Par Justin Van Kleeck

L'une des discussions les plus courantes dans laquelle je suis entraîné ces jours-ci concerne l'éthique
de garder des poules pour leurs œufs dans des situations supposées «humaines», comme dans un
jardin de banlieue. Les détails varient de temps en temps, mais concernent toujours les humains qui
veulent manger des œufs de poule et se sentent justifiés car les poules ne sont ni dans une cage, ni
dans un hangar, ni dans un abattoir.

Mais ces «œufs heureux» ont bien plus à offrir qu’à ce qu’il en ressort immédiatement, et j’espère
donc que cet article pourra servir de guide utile aux défenseurs végétaliens qui ont dépassé
l’horizon de «l’élevage» et qui veulent parler de toutes les formes de agriculture animale… et peut-
être pour certains non-végétaliens qui pensent que les œufs de basse-cour sont meilleurs (ils ne le
sont pas).

Le fait qu’une poule ne soit ni dans une cage, ni dans un hangar, ni dans un abattoir ne signifie pas
qu’elle n’est pas exploitée. L'un des aspects les plus difficiles à aborder avec les gens au sujet des
problèmes liés aux «œufs sans cruauté» est que, sur le plan culturel, nous avons tendance à nous
concentrer sur le traitement (les cages sont mauvaises, les hangars remplis de poules malades sont
mauvais, les abattoirs sont mauvais, battre un animal c'est mal) Ainsi, selon les normes en vigueur,
un petit troupeau de poules dans la cour de quelqu'un est beau et bucolique. Mais cette focalisation
sur le traitement concerne réellement l’esthétique, pas l’éthique.

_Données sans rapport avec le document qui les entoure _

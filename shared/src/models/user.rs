//! User accounts

use chrono::{DateTime, Utc};
use serde::{Deserialize, Serialize};
use validator::Validate;

use crate::types::Role;
use crate::validation::validate_not_blank;

/// A user account. The password hash never leaves the backend.
#[derive(Debug, Clone, Serialize, Deserialize, PartialEq, Eq)]
#[cfg_attr(feature = "sqlx", derive(sqlx::FromRow))]
pub struct User {
    pub id: i64,
    pub username: String,
    pub real_name: String,
    pub phone: String,
    pub role: Role,
    pub created_at: DateTime<Utc>,
    pub updated_at: DateTime<Utc>,
}

#[derive(Debug, Clone, Deserialize, Validate)]
pub struct LoginRequest {
    #[validate(length(min = 1))]
    pub username: String,
    #[validate(length(min = 1))]
    pub password: String,
}

#[derive(Debug, Clone, Deserialize, Validate)]
pub struct CreateUserRequest {
    #[validate(length(min = 3, max = 50), custom = "validate_not_blank")]
    pub username: String,
    #[validate(length(min = 6, max = 128))]
    pub password: String,
    #[serde(default)]
    #[validate(length(max = 50))]
    pub real_name: String,
    #[serde(default)]
    #[validate(length(max = 32))]
    pub phone: String,
    #[serde(default)]
    pub role: Role,
}

/// Empty or missing password keeps the stored hash
#[derive(Debug, Clone, Default, Deserialize, Validate)]
pub struct UpdateUserRequest {
    #[validate(length(min = 3, max = 50), custom = "validate_not_blank")]
    pub username: Option<String>,
    #[validate(length(max = 128))]
    pub password: Option<String>,
    #[validate(length(max = 50))]
    pub real_name: Option<String>,
    #[validate(length(max = 32))]
    pub phone: Option<String>,
    pub role: Option<Role>,
}

impl UpdateUserRequest {
    /// The new password, if one was actually supplied
    pub fn new_password(&self) -> Option<&str> {
        self.password.as_deref().filter(|p| !p.is_empty())
    }
}
//! Database backup and restore
//!
//! A backup is plain SQL: one `TRUNCATE`, one `INSERT ... json_populate_record`
//! per row and a `setval` per table. Restore only accepts statements of
//! those three shapes and runs them in a single transaction.

use serde::Serialize;
use sqlx::PgPool;

use crate::error::{AppError, AppResult};

/// Business tables in foreign-key order. `users` is never part of a backup.
const BACKUP_TABLES: &[&str] = &[
    "medicines",
    "customers",
    "suppliers",
    "inbounds",
    "sales",
    "stock_adjustments",
    "purchase_returns",
    "sales_returns",
    "stock_movements",
];

#[derive(Debug, Serialize)]
pub struct DatabaseStatus {
    pub connected: bool,
}

#[derive(Debug, Serialize)]
pub struct RestoreSummary {
    pub statements: usize,
}

/// Maintenance service
#[derive(Clone)]
pub struct MaintenanceService {
    db: PgPool,
}

impl MaintenanceService {
    /// Create a new MaintenanceService instance
    pub fn new(db: PgPool) -> Self {
        Self { db }
    }

    pub async fn database_status(&self) -> DatabaseStatus {
        let connected = sqlx::query("SELECT 1").execute(&self.db).await.is_ok();
        DatabaseStatus { connected }
    }

    /// Dump every business table inside one repeatable-read snapshot
    pub async fn backup(&self) -> AppResult<String> {
        let mut tx = self.db.begin().await?;
        sqlx::query("SET TRANSACTION ISOLATION LEVEL REPEATABLE READ READ ONLY")
            .execute(&mut *tx)
            .await?;

        let mut dump = String::from("-- pharmacy ledger backup\n");
        dump.push_str(&format!(
            "TRUNCATE TABLE {} RESTART IDENTITY CASCADE;\n",
            BACKUP_TABLES.join(", ")
        ));

        let mut rows_total = 0usize;
        for table in BACKUP_TABLES {
            let rows = sqlx::query_scalar::<_, String>(&format!(
                "SELECT row_to_json(t)::text FROM {table} t ORDER BY t.id"
            ))
            .fetch_all(&mut *tx)
            .await?;

            rows_total += rows.len();
            for row in &rows {
                dump.push_str(&insert_statement(table, row));
                dump.push('\n');
            }
        }

        for table in BACKUP_TABLES {
            dump.push_str(&setval_statement(table));
            dump.push('\n');
        }

        tx.commit().await?;
        tracing::info!(rows = rows_total, bytes = dump.len(), "Backup generated");
        Ok(dump)
    }

    /// Execute a backup script. Any rejected or failing statement rolls back all of it.
    pub async fn restore(&self, script: &str) -> AppResult<RestoreSummary> {
        let statements = split_statements(script);
        if statements.is_empty() {
            return Err(AppError::BadRequest("Restore script is empty".to_string()));
        }
        for (index, statement) in statements.iter().enumerate() {
            if !is_allowed(statement) {
                tracing::warn!(index, "Restore rejected a disallowed statement");
                return Err(AppError::BadRequest(format!(
                    "Statement {} is not allowed in a restore script",
                    index + 1
                )));
            }
        }

        let mut tx = self.db.begin().await?;
        for statement in &statements {
            sqlx::query(statement).execute(&mut *tx).await?;
        }
        tx.commit().await?;

        tracing::info!(statements = statements.len(), "Database restored");
        Ok(RestoreSummary {
            statements: statements.len(),
        })
    }
}

fn insert_statement(table: &str, row_json: &str) -> String {
    format!(
        "INSERT INTO {table} SELECT * FROM json_populate_record(NULL::{table}, '{}');",
        row_json.replace('\'', "''")
    )
}

fn setval_statement(table: &str) -> String {
    format!(
        "SELECT setval(pg_get_serial_sequence('{table}', 'id'), \
         COALESCE((SELECT MAX(id) FROM {table}), 0) + 1, false);"
    )
}

/// Split a script on `;` outside single-quoted strings and double-quoted
/// identifiers. `--` comments are dropped; blank statements are skipped.
pub fn split_statements(script: &str) -> Vec<String> {
    let mut statements = Vec::new();
    let mut current = String::new();
    let mut chars = script.chars().peekable();
    let mut quote: Option<char> = None;

    while let Some(c) = chars.next() {
        match quote {
            Some(q) => {
                current.push(c);
                if c == q {
                    // a doubled quote stays inside the literal
                    if chars.peek() == Some(&q) {
                        current.push(q);
                        chars.next();
                    } else {
                        quote = None;
                    }
                }
            }
            None => match c {
                '\'' | '"' => {
                    quote = Some(c);
                    current.push(c);
                }
                '-' if chars.peek() == Some(&'-') => {
                    for skipped in chars.by_ref() {
                        if skipped == '\n' {
                            current.push('\n');
                            break;
                        }
                    }
                }
                ';' => {
                    push_statement(&mut statements, &current);
                    current.clear();
                }
                _ => current.push(c),
            },
        }
    }
    push_statement(&mut statements, &current);
    statements
}

fn push_statement(statements: &mut Vec<String>, raw: &str) {
    let trimmed = raw.trim();
    if !trimmed.is_empty() {
        statements.push(trimmed.to_string());
    }
}

/// Accept only what `backup` emits, and only for tables in `BACKUP_TABLES`
fn is_allowed(statement: &str) -> bool {
    is_truncate(statement) || is_row_insert(statement) || is_setval(statement)
}

fn normalize(statement: &str) -> String {
    statement
        .split_whitespace()
        .collect::<Vec<_>>()
        .join(" ")
        .to_lowercase()
}

fn is_backup_table(name: &str) -> bool {
    BACKUP_TABLES.contains(&name)
}

fn is_truncate(statement: &str) -> bool {
    let normalized = normalize(statement);
    let Some(rest) = normalized.strip_prefix("truncate table ") else {
        return false;
    };
    let rest = rest.strip_suffix(" cascade").unwrap_or(rest);
    let tables = rest.strip_suffix(" restart identity").unwrap_or(rest);
    tables.split(',').all(|table| is_backup_table(table.trim()))
}

fn is_row_insert(statement: &str) -> bool {
    let Some(rest) = statement.strip_prefix("INSERT INTO ") else {
        return false;
    };
    let Some((table, _)) = rest.split_once(' ') else {
        return false;
    };
    if !is_backup_table(table) {
        return false;
    }
    let head = format!("INSERT INTO {table} SELECT * FROM json_populate_record(NULL::{table}, '");
    let Some(literal) = statement
        .strip_prefix(head.as_str())
        .and_then(|rest| rest.strip_suffix("')"))
    else {
        return false;
    };
    // every quote inside the literal must be escaped
    !literal.replace("''", "").contains('\'')
}

fn is_setval(statement: &str) -> bool {
    let normalized = normalize(statement.trim_end_matches(';'));
    BACKUP_TABLES.iter().any(|table| {
        normalize(setval_statement(table).trim_end_matches(';')) == normalized
    })
}

#[cfg(test)]
mod tests {
    use super::*;

    #[test]
    fn splits_outside_quotes_only() {
        let script = "-- header; with semicolon\n\
                      TRUNCATE TABLE medicines;\n\
                      INSERT INTO customers SELECT * FROM json_populate_record(NULL::customers, '{\"name\":\"王;五\"}');\n\
                      ;  ;\n\
                      SELECT setval('x', 1)";
        let statements = split_statements(script);
        assert_eq!(statements.len(), 3);
        assert_eq!(statements[0], "TRUNCATE TABLE medicines");
        assert!(statements[1].contains("王;五"));
        assert_eq!(statements[2], "SELECT setval('x', 1)");
    }

    #[test]
    fn doubled_quotes_stay_in_literal() {
        let statements = split_statements("INSERT INTO t VALUES ('it''s; fine');SELECT 1");
        assert_eq!(statements[0], "INSERT INTO t VALUES ('it''s; fine')");
        assert_eq!(statements.len(), 2);
    }

    #[test]
    fn generated_insert_survives_splitting() {
        let row = r#"{"id":1,"name":"O'Brien; Ltd","contact":"--","phone":""}"#;
        let statement = insert_statement("suppliers", row);
        let split = split_statements(&statement);
        assert_eq!(split.len(), 1);
        assert_eq!(format!("{};", split[0]), statement);
        assert!(is_allowed(&split[0]));
    }

    #[test]
    fn allow_list_rejects_other_statements() {
        assert!(is_allowed("truncate   table medicines restart identity cascade"));
        assert!(is_allowed(&setval_statement("sales")));
        assert!(!is_allowed("DROP TABLE medicines"));
        assert!(!is_allowed("UPDATE users SET role = 'admin'"));
        assert!(!is_allowed("SELECT * FROM users"));
        assert!(!is_allowed("DELETE FROM sales"));
    }

    #[test]
    fn allow_list_rejects_tables_outside_backup() {
        assert!(!is_allowed("TRUNCATE TABLE users CASCADE"));
        assert!(!is_allowed("TRUNCATE TABLE medicines, users"));
        assert!(!is_allowed(&insert_statement("users", r#"{"id":1,"role":"admin"}"#)));
        assert!(!is_allowed(
            "SELECT setval(pg_get_serial_sequence('users', 'id'), 1, false)"
        ));
    }

    #[test]
    fn allow_list_rejects_extra_clauses() {
        let setval = setval_statement("sales");
        let padded = format!("{}, pg_sleep(60)", setval.trim_end_matches(';'));
        assert!(!is_allowed(&padded));

        let escaped = "INSERT INTO sales SELECT * FROM json_populate_record(NULL::sales, \
                       '{}'), pg_sleep(60), ('x')";
        assert!(!is_allowed(escaped));
        assert!(!is_allowed(
            "INSERT INTO sales SELECT * FROM json_populate_record(NULL::sales, '{}') RETURNING *"
        ));
    }

    #[test]
    fn backup_truncate_is_accepted() {
        let truncate = format!(
            "TRUNCATE TABLE {} RESTART IDENTITY CASCADE",
            BACKUP_TABLES.join(", ")
        );
        assert!(is_allowed(&truncate));
        for table in BACKUP_TABLES {
            let setval = setval_statement(table);
            assert!(is_allowed(setval.trim_end_matches(';')));
        }
    }

    #[test]
    fn blank_script_has_no_statements() {
        assert!(split_statements("  -- only a comment\n ; \n").is_empty());
    }
}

Le problème avec l’idée selon laquelle les œufs de poulet peuvent être éthiquement neutres en tant
que produit alimentaire pour l’homme est le suivant: la domestication. Les poules domestiques
modernes pondent environ vingt fois plus d'œufs chaque année que leurs ancêtres sauvages, le Red
Jungle Fowl d'Asie du Sud-Est, qui pondent 10 à 15 uniquement à des fins de reproduction. Lisez
cela à nouveau: VINGT FOIS. Cela équivaut en moyenne à environ 250-300 œufs par poule chaque
année, d’environ six mois jusqu’à ce que leur ponte diminue progressivement (parfois même
complètement) avec l’âge.

L’élevage sélectif et la manipulation génétique après des millénaires de domestication ont donc
complètement détourné les cadavres de volailles: la montée en puissance des hormones sexuelles et
le processus physique de ponte ont des conséquences dévastatrices, causant toutes sortes de
problèmes (péritonite du jaune d’œuf, matériel affecté à la ponte) , cancer, ostéoporose,
prolapsus…). Celles-ci tuent généralement une poule avant qu'elle ne cesse de pondre seule;
cependant, s'ils sont en bonne santé, ils peuvent vivre jusqu'à l'adolescence.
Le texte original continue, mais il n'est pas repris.